In spite of the rain, flames had begun to burn beneath the wing and belly of the plane. “Burr, the plane’s on fire. Get out!” she shouted again, grabbing Sophie out of the wreckage. Tumbling down over branches, ignoring scrapes, Rachel reached the ground.
She lifted the girls down one at a time. Slinging the bags over her shoulder, she picked up Angelica and grasped Sophie’s hand. Smoke burned her eyes, and terror gripped her, because she knew the plane could explode.
Rachel tried to run, but she found the bags cumbersome, so she tossed away her carryon. She scooped up Sophie instead. As she ran, vines, ferns and palmetto fronds tore at her. She glanced back to see Burr carrying Raffaela over his shoulder as he climbed out of the plane.
Rachel was fifty yards from the plane when it exploded. The deafening blast knocked her off her feet and sent a fireball rolling skyward. Heat seared her, and the flash of light was like a bolt of lightning.
She fell, the breath knocked from her momentarily as she scrambled to get the girls, who were sobbing wildly.
“Aunt Rachel!
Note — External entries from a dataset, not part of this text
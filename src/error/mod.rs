pub mod parser;
pub mod scanner;

/// CompileError is the top-level error type for the compiler.
///
/// Every failure aborts the whole compilation, there is never partial output.
#[derive(thiserror::Error, Debug)]
pub enum CompileError {
	/// Internal compiler error or failed I/O around the pipeline
	#[error("CompilerInternalError: {0}")]
	InternalError(#[from] anyhow::Error),
	/// The source text could not be split into tokens
	#[error("Scan error: {0}")]
	ScanError(#[from] scanner::ScanError),
	/// The tokens do not form a program
	#[error("Syntax error: {0}")]
	ParseError(#[from] parser::ParseError),
}

/// A `--emit` value that names no pipeline stage.
#[derive(thiserror::Error, Debug, Clone, PartialEq, Eq)]
#[error("Unknown stage `{0}`, expected one of tokens, ist, ost, output")]
pub struct UnknownStage(pub String);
Help!”
She tried to cover both of them, holding them close against her body while parts of the plane rained down over them. Something struck the back of her thigh, and she cried out. Hot metal stung her shoulder.
And then quiet descended, broken by the crackle of the burning plane and the girls’ sobbing. The rain had suddenly stopped, now just lightly dripping from the trees. A shard of glass stuck out of Rachel’s arm and she pulled it free. She brushed bits of glass and metal from Sophie’s curly black hair.
Moving carefully, she tried to stand, biting back a cry as pain shot up the back of her leg. The smaller cuts stung, and she ached where metal had struck her, but nothing seemed broken. “Sophie—”
Something slammed against the back of her head. Dimly, Rachel heard Sophie screaming. Pain enveloped her, and then blackness closed in as she pitched forward.